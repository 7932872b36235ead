//! The callable contract for registered functions.

use crate::errors::EvalError;
use crate::evaluator::EvalContext;
use thiserror::Error;

/// Declared argument count for a function binding.
#[derive(Debug, Clone, Copy, PartialEq, Eq)]
pub enum Arity {
    /// Exactly this many arguments.
    Exact(usize),
    /// Any number of arguments, minimum one.
    Variadic,
}

/// Failure signal from a registered function.
///
/// Carries no detail by design: the evaluator surfaces any callable failure
/// to the host as a single "error in function evaluation".
#[derive(Debug, Clone, Copy, PartialEq, Eq, Default, Error)]
#[error("function evaluation failed")]
pub struct FunctionError;

/// A nested evaluation failing inside a callable is a callable failure.
impl From<EvalError> for FunctionError {
    fn from(_: EvalError) -> Self {
        FunctionError
    }
}

/// A function registered in the symbol table.
///
/// The callable receives the evaluation context and a freshly built argument
/// slice; the slice may be reordered in place (the aggregate built-ins sort
/// their arguments). The context allows a function to evaluate a
/// sub-expression of its own via [`EvalContext::evaluate`], nesting inside
/// the current evaluation and sharing its arena.
///
/// Any `Fn` closure or `fn` item with the matching signature is a
/// `Callable`; implement the trait directly when the function needs owned
/// state:
///
/// ```
/// use reckon_core::evaluator::EvalContext;
/// use reckon_core::function::{Callable, FunctionError};
///
/// struct Formula(String);
///
/// impl Callable for Formula {
///     fn call(&self, cx: &mut EvalContext<'_>, _args: &mut [f64]) -> Result<f64, FunctionError> {
///         Ok(cx.evaluate(&self.0)?)
///     }
/// }
/// ```
pub trait Callable {
    fn call(&self, cx: &mut EvalContext<'_>, args: &mut [f64]) -> Result<f64, FunctionError>;
}

impl<F> Callable for F
where
    F: Fn(&mut EvalContext<'_>, &mut [f64]) -> Result<f64, FunctionError>,
{
    fn call(&self, cx: &mut EvalContext<'_>, args: &mut [f64]) -> Result<f64, FunctionError> {
        self(cx, args)
    }
}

### What the exercise asks
Whenever the string "trait" turns up in a line of the data, copy that line.

### Exercise solution
/// `Callable`; implement the trait directly when the function needs owned
pub trait Callable {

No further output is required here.